Ontario's OHTAC rules against da Vinci surgery
The OHTAC in Ontario, Canada issued a new a new recommendation against public funding for robot-assisted prostatectomies has physician leaders warning this country could fall even further behind the rest of the developed world when it comes to offering cutting-edge medical procedures.
"In its first real ruling on a robotic surgery, the expert committee that advises Ontario on which new health technologies to pay for said there was no good evidence that robot-assisted radical prostatectomy is any better than conventional open surgery when it comes to controlling cancer or preserving urinary and sexual function.
The panel said the robot’s other benefits – patients have smaller incisions, lose less blood, suffer less pain and leave the hospital sooner – were not significant enough to justify spending, on average, an extra $3,224 a case, a figure that does not include the millions that wealthy benefactors have spent buying the machines for Canadian hospitals.

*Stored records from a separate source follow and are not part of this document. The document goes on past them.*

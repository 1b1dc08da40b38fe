//! The first-stage parser CLI: loads a model directory once, then reads
//! whitespace-tokenized, `<s>`/`</s>`-bracketed sentences from stdin and
//! writes one N-best block per line to stdout.

use std::io::{self, BufRead, Write};
use std::path::PathBuf;

use clap::Parser;
use log::{error, warn};
use statrank::chart::{self, AnswerTreeId, Chart, ExtPosConstraints, ParseOutcome, SpanConstraints};
use statrank::config::{Lang, ParserConfig, ParserRuntime};
use statrank::error::{ConfigError, StatrankError};
use statrank::grammar::Grammar;
use statrank::model::SmoothedModel;
use statrank::retry;
use statrank::symbol::SymbolTable;
use statrank::thread_pool::ThreadSlotPool;
use statrank::vocab::{Vocabulary, Word};

/// Best-first constituency parser over a smoothed conditional rule model.
#[derive(Parser, Debug)]
#[command(name = "parse")]
struct Args {
    /// number of derivations to return per sentence
    #[arg(short = 'N', long = "nbest", default_value_t = 50)]
    nbest: usize,

    /// overparsing factor: keep popping until merit drops below
    /// best_root_merit / factor
    #[arg(short = 'T', long = "overparse", default_value_t = 1.5)]
    overparse: f64,

    /// reject sentences longer than this many tokens
    #[arg(short = 'l', long = "maxlen", default_value_t = 400)]
    maxlen: usize,

    /// language-specific unknown-word handling
    #[arg(short = 'L', long = "lang", default_value = "En")]
    lang: Lang,

    /// case-insensitive vocabulary lookup
    #[arg(short = 'C', long = "case-insensitive")]
    case_insensitive: bool,

    /// guided mode: retry a failed parse with the span-constraint minimum
    /// length relaxed from 1 to 2
    #[arg(short = 'K', long = "guided")]
    guided: bool,

    /// increase logging verbosity (repeatable)
    #[arg(short = 'v', long = "verbose", action = clap::ArgAction::Count)]
    verbose: u8,

    /// suppress all logging below error level
    #[arg(short = 'q', long = "quiet")]
    quiet: bool,

    /// directory holding terms.txt, pSgT.txt, pUgT.txt, endings.txt, the
    /// structural tables, and the per-calc .g/.lambdas files
    model_dir: PathBuf,
}

fn init_logging(verbose: u8, quiet: bool) {
    let level = if quiet {
        log::LevelFilter::Error
    } else {
        match verbose {
            0 => log::LevelFilter::Warn,
            1 => log::LevelFilter::Info,
            2 => log::LevelFilter::Debug,
            _ => log::LevelFilter::Trace,
        }
    };
    env_logger::Builder::new().filter_level(level).init();
}

fn load_runtime(args: &Args) -> Result<ParserRuntime, ConfigError> {
    let dir = &args.model_dir;
    let symbols = SymbolTable::load(&dir.join("terms.txt"))?;
    let model = SmoothedModel::load(dir)?;
    let vocab = Vocabulary::load(&dir.join("pSgT.txt"))?;
    let grammar = Grammar::load(dir)?;
    Ok(ParserRuntime { symbols, model, vocab, grammar })
}

fn build_config(args: &Args) -> ParserConfig {
    ParserConfig {
        model_dir: args.model_dir.clone(),
        lang: args.lang,
        nbest: args.nbest,
        overparse_factor: args.overparse,
        max_sentence_len: args.maxlen,
        case_insensitive: args.case_insensitive,
        guided: args.guided,
        ..ParserConfig::default()
    }
}

/// Renders a derivation tree as a bracketed string, consuming leaves from
/// `leaves` in left-to-right order (answer trees carry the preterminal
/// label but not the original surface form, since OOV tokens have no
/// vocabulary entry to render from).
fn render_tree(
    id: AnswerTreeId,
    chart: &Chart,
    symbols: &SymbolTable,
    leaves: &mut std::slice::Iter<'_, Word>,
) -> String {
    let node = chart.tree(id);
    let label = symbols.name(node.terminal);
    if node.children.is_empty() {
        let surface = leaves.next().map(|w| w.surface.as_str()).unwrap_or("?");
        format!("({label} {surface})")
    } else {
        let mut out = format!("({label}");
        for &child in &node.children {
            out.push(' ');
            out.push_str(&render_tree(child, chart, symbols, leaves));
        }
        out.push(')');
        out
    }
}

fn run(args: Args) -> Result<(), StatrankError> {
    let runtime = load_runtime(&args)?;
    let config = build_config(&args);
    let pool = ThreadSlotPool::new(1);
    let guard = pool.acquire();
    let mut chart = Chart::new();

    let stdin = io::stdin();
    let stdout = io::stdout();
    let mut out = io::BufWriter::new(stdout.lock());

    for (lineno, line) in stdin.lock().lines().enumerate() {
        let line = line.map_err(statrank::error::InputError::from)?;
        if line.trim().is_empty() {
            continue;
        }
        guard.with_state(|state| state.reset());
        let sentence = chart::parse_tagged_line(&line, &runtime.vocab, config.case_insensitive, |surface| {
            guard.with_state(|state| state.oov_id(surface))
        })
        .map_err(|err| {
            error!("line {lineno}: {err}");
            err
        })?;

        if sentence.len() > config.max_sentence_len {
            return Err(statrank::error::InputError::SentenceTooLong {
                max: config.max_sentence_len,
                got: sentence.len(),
            }
            .into());
        }

        let ext_pos = ExtPosConstraints::new();
        let result = if config.guided {
            retry::parse_guided(&mut chart, &sentence, &runtime, &config, &ext_pos, &[])
        } else {
            chart.parse(&sentence, &runtime, &config, &ext_pos, &SpanConstraints::new(1))
        };

        match result {
            Ok(ranked) => {
                writeln!(out, "{}", ranked.len()).map_err(statrank::error::InputError::from)?;
                for (prob, tree) in &ranked {
                    let mut leaves = sentence.words.iter();
                    let bracketed = render_tree(*tree, &chart, &runtime.symbols, &mut leaves);
                    writeln!(out, "{prob} {bracketed}").map_err(statrank::error::InputError::from)?;
                }
            }
            Err(outcome) => {
                match outcome {
                    ParseOutcome::ParseFailure => warn!("line {lineno}: parse failure"),
                    ParseOutcome::OverflowFailure => warn!("line {lineno}: edge heap overflow"),
                    ParseOutcome::Timeout => warn!("line {lineno}: pop timeout"),
                }
                writeln!(out, "0").map_err(statrank::error::InputError::from)?;
            }
        }
    }
    Ok(())
}

fn main() {
    let args = Args::parse();
    init_logging(args.verbose, args.quiet);
    if let Err(err) = run(args) {
        error!("{err}");
        std::process::exit(1);
    }
}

“We don’t have unlimited resources,” said Irfan Dhalla, vice-president of evidence development and standards at Health Quality Ontario, the agency that oversees the Ontario Health Technology Advisory Committee, known as OHTAC. “How do we spend the resources we do have to maximally benefit the people of Ontario?”

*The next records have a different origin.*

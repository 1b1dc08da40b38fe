//! The outer loop that tunes the regularizer class coefficients `c_k`
//! (searched over `log c`) against dev-set loss, re-solving the inner
//! L-BFGS/OWL-QN objective at every trial point. Each inner solve is warm
//! started from the previous one's weights; the best (value, weights, c)
//! triple seen anywhere in the search is what's returned, not wherever
//! the search happens to end up.
//!
//! `Powell` and `NelderMead` are the textbook derivative-free methods.
//! `Cobyla` stands in for true COBYLA with compass/pattern search:
//! COBYLA's linear-program trust-region subproblem isn't worth hand
//! rolling for an unconstrained search over `log c`, and pattern search
//! converges to the same kind of answer here.

use crate::config::{CvMethod, LossId};
use crate::reranker::corpus::RerankSentence;
use crate::reranker::lbfgs::{self, LbfgsConfig, RegularizedObjective};
use crate::reranker::loss::{self, Loss, PrStats};
use crate::reranker::regularizer::Regularizer;

#[derive(Debug, Clone)]
pub struct CvConfig {
    pub method: CvMethod,
    pub power: f64,
    pub lbfgs: LbfgsConfig,
    pub max_evaluations: usize,
    pub log_c_bound: f64,
}

impl Default for CvConfig {
    fn default() -> Self {
        CvConfig {
            method: CvMethod::Powell,
            power: 2.0,
            lbfgs: LbfgsConfig::default(),
            max_evaluations: 200,
            log_c_bound: 10.0,
        }
    }
}

pub struct CvResult {
    pub c: Vec<f64>,
    pub weights: Vec<f64>,
    pub dev_value: f64,
    pub dev_stats: PrStats,
}

pub fn search(
    train: &[RerankSentence],
    dev: &[RerankSentence],
    loss_id: LossId,
    regularizer: &Regularizer,
    nfeatures: usize,
    c0: f64,
    config: &CvConfig,
) -> CvResult {
    let nclasses = regularizer.nclasses();
    let train_loss = loss::make_loss(loss_id, train);
    let dev_loss = loss::make_loss(loss_id, dev);

    let mut warm_start = vec![0.0; nfeatures];
    let mut best_value = f64::INFINITY;
    let mut best_weights = warm_start.clone();
    let mut best_c = vec![c0.max(1e-6); nclasses];
    let mut best_stats = PrStats::default();

    {
        let mut eval_point = |log_c: &[f64]| -> f64 {
            let c: Vec<f64> = log_c.iter().map(|&lc| lc.exp()).collect();
            let objective = RegularizedObjective {
                loss: train_loss.as_ref(),
                regularizer,
                c,
                power: config.power,
                center: vec![],
            };
            let solution = lbfgs::minimize(&objective, warm_start.clone(), &config.lbfgs);
            warm_start = solution.weights.clone();

            let mut dev_grad = vec![0.0; nfeatures];
            let mut dev_stats = PrStats::default();
            let value = dev_loss.evaluate(&solution.weights, &mut dev_grad, &mut dev_stats);
            if value < best_value {
                best_value = value;
                best_weights = solution.weights.clone();
                best_c = log_c.iter().map(|&lc| lc.exp()).collect();
                best_stats = dev_stats;
            }
            value
        };

        let log_c0: Vec<f64> = vec![c0.max(1e-6).ln(); nclasses];
        match config.method {
            CvMethod::Powell => {
                powell_search(log_c0, config.log_c_bound, config.max_evaluations, &mut eval_point)
            }
            CvMethod::NelderMead => {
                nelder_mead(log_c0, 1.0, config.max_evaluations, &mut eval_point)
            }
            CvMethod::Cobyla => {
                pattern_search(log_c0, 1.0, config.max_evaluations, &mut eval_point)
            }
        };
    }

    CvResult {
        c: best_c,
        weights: best_weights,
        dev_value: best_value,
        dev_stats: best_stats,
    }
}

fn golden_section_1d(mut f: impl FnMut(f64) -> f64, lo: f64, hi: f64, iters: usize) -> f64 {
    let gr = 0.6180339887498949;
    let (mut a, mut b) = (lo, hi);
    let mut c = b - gr * (b - a);
    let mut d = a + gr * (b - a);
    let mut fc = f(c);
    let mut fd = f(d);
    for _ in 0..iters {
        if fc < fd {
            b = d;
            d = c;
            fd = fc;
            c = b - gr * (b - a);
            fc = f(c);
        } else {
            a = c;
            c = d;
            fc = fd;
            d = a + gr * (b - a);
            fd = f(d);
        }
    }
    (a + b) / 2.0
}

/// Coordinate descent with a golden-section line search along each axis
/// in turn, cycled for `max_evaluations / (20 * n)` rounds.
fn powell_search(mut x: Vec<f64>, bound: f64, max_evaluations: usize, eval: &mut impl FnMut(&[f64]) -> f64) {
    let n = x.len().max(1);
    let per_dim = 20usize;
    let rounds = (max_evaluations / (per_dim * n)).max(1);
    for _ in 0..rounds {
        for j in 0..x.len() {
            let xj = golden_section_1d(
                |v| {
                    let mut candidate = x.clone();
                    candidate[j] = v;
                    eval(&candidate)
                },
                -bound,
                bound,
                per_dim,
            );
            x[j] = xj;
        }
    }
}

fn nelder_mead(x0: Vec<f64>, step: f64, max_evaluations: usize, eval: &mut impl FnMut(&[f64]) -> f64) {
    let n = x0.len();
    if n == 0 {
        return;
    }
    let mut simplex: Vec<Vec<f64>> = vec![x0.clone()];
    for i in 0..n {
        let mut v = x0.clone();
        v[i] += step;
        simplex.push(v);
    }
    let mut values: Vec<f64> = simplex.iter().map(|v| eval(v)).collect();
    let mut evaluations = values.len();

    while evaluations < max_evaluations {
        let mut order: Vec<usize> = (0..simplex.len()).collect();
        order.sort_by(|&a, &b| values[a].partial_cmp(&values[b]).unwrap());
        simplex = order.iter().map(|&i| simplex[i].clone()).collect();
        values = order.iter().map(|&i| values[i]).collect();

        let best = values[0];
        let worst = values[n];
        let second_worst = values[n - 1];

        let mut centroid = vec![0.0; n];
        for point in &simplex[0..n] {
            for k in 0..n {
                centroid[k] += point[k] / n as f64;
            }
        }

        let reflected: Vec<f64> = (0..n).map(|k| centroid[k] + (centroid[k] - simplex[n][k])).collect();
        let f_reflected = eval(&reflected);
        evaluations += 1;

        if f_reflected < best {
            let expanded: Vec<f64> = (0..n).map(|k| centroid[k] + 2.0 * (reflected[k] - centroid[k])).collect();
            let f_expanded = eval(&expanded);
            evaluations += 1;
            if f_expanded < f_reflected {
                simplex[n] = expanded;
                values[n] = f_expanded;
            } else {
                simplex[n] = reflected;
                values[n] = f_reflected;
            }
        } else if f_reflected < second_worst {
            simplex[n] = reflected;
            values[n] = f_reflected;
        } else {
            let contracted: Vec<f64> =
                (0..n).map(|k| centroid[k] + 0.5 * (simplex[n][k] - centroid[k])).collect();
            let f_contracted = eval(&contracted);
            evaluations += 1;
            if f_contracted < worst {
                simplex[n] = contracted;
                values[n] = f_contracted;
            } else {
                for i in 1..=n {
                    for k in 0..n {
                        simplex[i][k] = simplex[0][k] + 0.5 * (simplex[i][k] - simplex[0][k]);
                    }
                    values[i] = eval(&simplex[i]);
                    evaluations += 1;
                }
            }
        }
    }
}

fn pattern_search(x0: Vec<f64>, step0: f64, max_evaluations: usize, eval: &mut impl FnMut(&[f64]) -> f64) {
    let n = x0.len();
    if n == 0 {
        return;
    }
    let mut x = x0;
    let mut best = eval(&x);
    let mut step = step0;
    let mut evaluations = 1;

    while step > 1e-4 && evaluations < max_evaluations {
        let mut improved = false;
        'dims: for j in 0..n {
            for &delta in &[step, -step] {
                let mut candidate = x.clone();
                candidate[j] += delta;
                let value = eval(&candidate);
                evaluations += 1;
                if value < best {
                    best = value;
                    x = candidate;
                    improved = true;
                }
                if evaluations >= max_evaluations {
                    break 'dims;
                }
            }
        }
        if !improved {
            step *= 0.5;
        }
    }
}

#[cfg(test)]
mod tests {
    use super::*;
    use crate::reranker::corpus::RerankParse;

    fn toy_corpus() -> Vec<RerankSentence> {
        vec![RerankSentence {
            gold_edges: 1.0,
            px: 1.0,
            correct_index: 0,
            parses: vec![
                RerankParse { features: vec![(0, 1.0)], p_edges: 1.0, w_correct: 1.0, pyx: 1.0 },
                RerankParse { features: vec![(0, 0.2)], p_edges: 1.0, w_correct: 0.0, pyx: 0.0 },
            ],
        }]
    }

    #[test]
    fn search_returns_a_weight_vector_that_improves_on_zero() {
        let train = toy_corpus();
        let dev = toy_corpus();
        let regularizer = Regularizer::flat(1);
        let config = CvConfig { max_evaluations: 40, ..CvConfig::default() };
        let result = search(&train, &dev, LossId::LogLoss, &regularizer, 1, 1.0, &config);

        let dev_loss = loss::make_loss(LossId::LogLoss, &dev);
        let mut grad = vec![0.0; 1];
        let mut stats = PrStats::default();
        let zero_value = dev_loss.evaluate(&[0.0], &mut grad, &mut stats);
        assert!(result.dev_value <= zero_value + 1e-9);
    }
}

OHTAC’s recommendation, which is in the hands of Ontario’s health ministry, has sparked an outcry.
Four urologists and one general surgeon who advised OHTAC during its research asked that their names be removed from the final recommendation paper, published last month, because they disagreed so strongly with its conclusions. Urologists and chiefs of surgery at major teaching hospitals wrote letters, begging the committee to reconsider.
“This is a harbinger of bad things to come,” said James Rutka, chair of the surgical division at the University of Toronto’s medical school.

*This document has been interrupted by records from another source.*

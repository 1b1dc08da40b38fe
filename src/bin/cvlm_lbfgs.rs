//! The discriminative reranker trainer CLI: reads a corpus of N-best
//! parses with features from stdin, fits a sparse log-linear weight
//! vector under one of six loss variants, cross-validates the regularizer
//! strength against a dev/eval corpus, and writes the weights plus a
//! run-summary report.

use std::io::{self, Read, Write};
use std::path::PathBuf;

use clap::Parser;
use log::{error, info};
use serde::Serialize;

use statrank::config::{CvMethod, LossId, TrainerConfig};
use statrank::error::{InputError, StatrankError};
use statrank::reranker::corpus::Corpus;
use statrank::reranker::{self, weights, TrainReport};

/// Cross-validating log-linear estimator for the N-best reranker.
#[derive(Parser, Debug)]
#[command(name = "cvlm-lbfgs")]
struct Args {
    /// loss function: 0=log 1=em-log 2=pairwise-log 3=exp 4=log-exp 5=fscore
    #[arg(short = 'l', long = "loss", default_value_t = 0)]
    loss: u32,

    /// initial regularizer constant
    #[arg(short = 'c', long = "c0", default_value_t = 1.0)]
    c0: f64,

    /// regularizer power p (p=1 drives the OWL-QN path)
    #[arg(short = 'p', long = "power", default_value_t = 2.0)]
    power: f64,

    /// L-BFGS relative-improvement stopping tolerance
    #[arg(short = 't', long = "tol", default_value_t = 1e-6)]
    tol: f64,

    /// feature-identifier file, one identifier per line in feature-id order
    #[arg(short = 'f', long = "featfile")]
    featfile: Option<PathBuf>,

    /// output path for the trained sparse weight vector
    #[arg(short = 'o', long = "weights", default_value = "weights.out")]
    weights: PathBuf,

    /// held-out corpus used to pick the regularizer strength; training
    /// corpus is reused when absent
    #[arg(short = 'e', long = "eval")]
    eval: Option<PathBuf>,

    /// outer cross-validation search method
    #[arg(short = 'm', long = "cv-method", default_value = "powell")]
    cv_method: CvMethod,

    /// number of `:`-separated prefix segments of a feature identifier
    /// that define its regularizer class
    #[arg(short = 'k', long = "feature-class-depth", default_value_t = 2)]
    feature_class_depth: usize,

    /// increase logging verbosity (repeatable)
    #[arg(short = 'v', long = "verbose", action = clap::ArgAction::Count)]
    verbose: u8,

    /// suppress all logging below error level
    #[arg(short = 'q', long = "quiet")]
    quiet: bool,

    /// fit with the averaged perceptron instead of regularized L-BFGS,
    /// skipping the outer cross-validation search entirely
    #[arg(long = "perceptron")]
    perceptron: bool,
}

fn init_logging(verbose: u8, quiet: bool) {
    let level = if quiet {
        log::LevelFilter::Error
    } else {
        match verbose {
            0 => log::LevelFilter::Warn,
            1 => log::LevelFilter::Info,
            2 => log::LevelFilter::Debug,
            _ => log::LevelFilter::Trace,
        }
    };
    env_logger::Builder::new().filter_level(level).init();
}

fn build_config(args: &Args) -> Result<TrainerConfig, StatrankError> {
    let loss = LossId::from_u32(args.loss)
        .ok_or_else(|| statrank::error::ConfigError::UnknownLoss(args.loss))?;
    Ok(TrainerConfig {
        loss,
        regularizer_power: args.power,
        c0: args.c0,
        feature_class_depth: args.feature_class_depth,
        lbfgs_tolerance: args.tol,
        cv_method: args.cv_method,
        weights_path: args.weights.clone(),
        eval_path: args.eval.clone(),
        ..TrainerConfig::default()
    })
}

fn load_feature_identifiers(path: &PathBuf) -> Result<Vec<String>, InputError> {
    let text = std::fs::read_to_string(path)?;
    Ok(text.lines().map(|l| l.trim().to_string()).collect())
}

#[derive(Serialize)]
struct RunSummary {
    loss: &'static str,
    nfeatures: usize,
    nonzero_weights: usize,
    regularizer_power: f64,
    c: Vec<f64>,
    dev_value: f64,
    dev_f_score: f64,
}

fn loss_name(id: LossId) -> &'static str {
    match id {
        LossId::LogLoss => "log_loss",
        LossId::EmLogLoss => "em_log_loss",
        LossId::PairwiseLogLoss => "pairwise_log_loss",
        LossId::ExpLoss => "exp_loss",
        LossId::LogExpLoss => "log_exp_loss",
        LossId::FscoreLoss => "fscore_loss",
    }
}

fn run(args: Args) -> Result<(), StatrankError> {
    let config = build_config(&args)?;

    let mut train_text = String::new();
    io::stdin().lock().read_to_string(&mut train_text).map_err(InputError::from)?;
    let train_corpus = Corpus::parse(&train_text)?;
    info!(
        "read {} training sentences, {} features",
        train_corpus.sentences.len(),
        train_corpus.nfeatures
    );

    let dev_corpus = match &config.eval_path {
        Some(path) => {
            let corpus = Corpus::load(path)?;
            info!("read {} eval sentences from {}", corpus.sentences.len(), path.display());
            corpus
        }
        None => train_corpus.clone(),
    };

    let feature_identifiers = args
        .featfile
        .as_ref()
        .map(load_feature_identifiers)
        .transpose()?;

    let report: TrainReport = if args.perceptron {
        reranker::train_perceptron(&train_corpus, &dev_corpus, &config)
    } else {
        reranker::train(
            &train_corpus,
            &dev_corpus,
            feature_identifiers.as_deref(),
            &config,
        )
    };

    weights::save(&config.weights_path, &report.weights)?;
    info!(
        "wrote {} nonzero weights to {}",
        report.weights.iter().filter(|&&w| w != 0.0).count(),
        config.weights_path.display()
    );

    let summary = RunSummary {
        loss: loss_name(config.loss),
        nfeatures: report.nfeatures,
        nonzero_weights: report.weights.iter().filter(|&&w| w != 0.0).count(),
        regularizer_power: config.regularizer_power,
        c: report.c,
        dev_value: report.dev_value,
        dev_f_score: report.dev_stats.f_score(),
    };

    if let Some(eval_path) = &config.eval_path {
        let summary_path = eval_path.with_extension("summary.json");
        let mut out = std::fs::File::create(&summary_path).map_err(InputError::from)?;
        let json = serde_json::to_string_pretty(&summary)
            .map_err(|e| InputError::MalformedSentence(format!("could not serialize run summary: {e}")))?;
        writeln!(out, "{json}").map_err(InputError::from)?;
        info!("wrote run summary to {}", summary_path.display());
    } else {
        let json = serde_json::to_string_pretty(&summary)
            .map_err(|e| InputError::MalformedSentence(format!("could not serialize run summary: {e}")))?;
        println!("{json}");
    }

    Ok(())
}

fn main() {
    let args = Args::parse();
    init_logging(args.verbose, args.quiet);
    if let Err(err) = run(args) {
        error!("{err}");
        std::process::exit(1);
    }
}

The fight over public funding for robot-assisted prostate surgery in Canada’s most populous province could have ripple effects in other provinces, and on other types of robotic surgery for which the benefits are more clear cut.
It could also sour top-flight surgical trainees on Canada, Dr. Rutka warned.
More profoundly, the fight raises a question: Should a public health-care system with little money to spare pay for a costly new technology when the old-fashioned approach might work just as well?"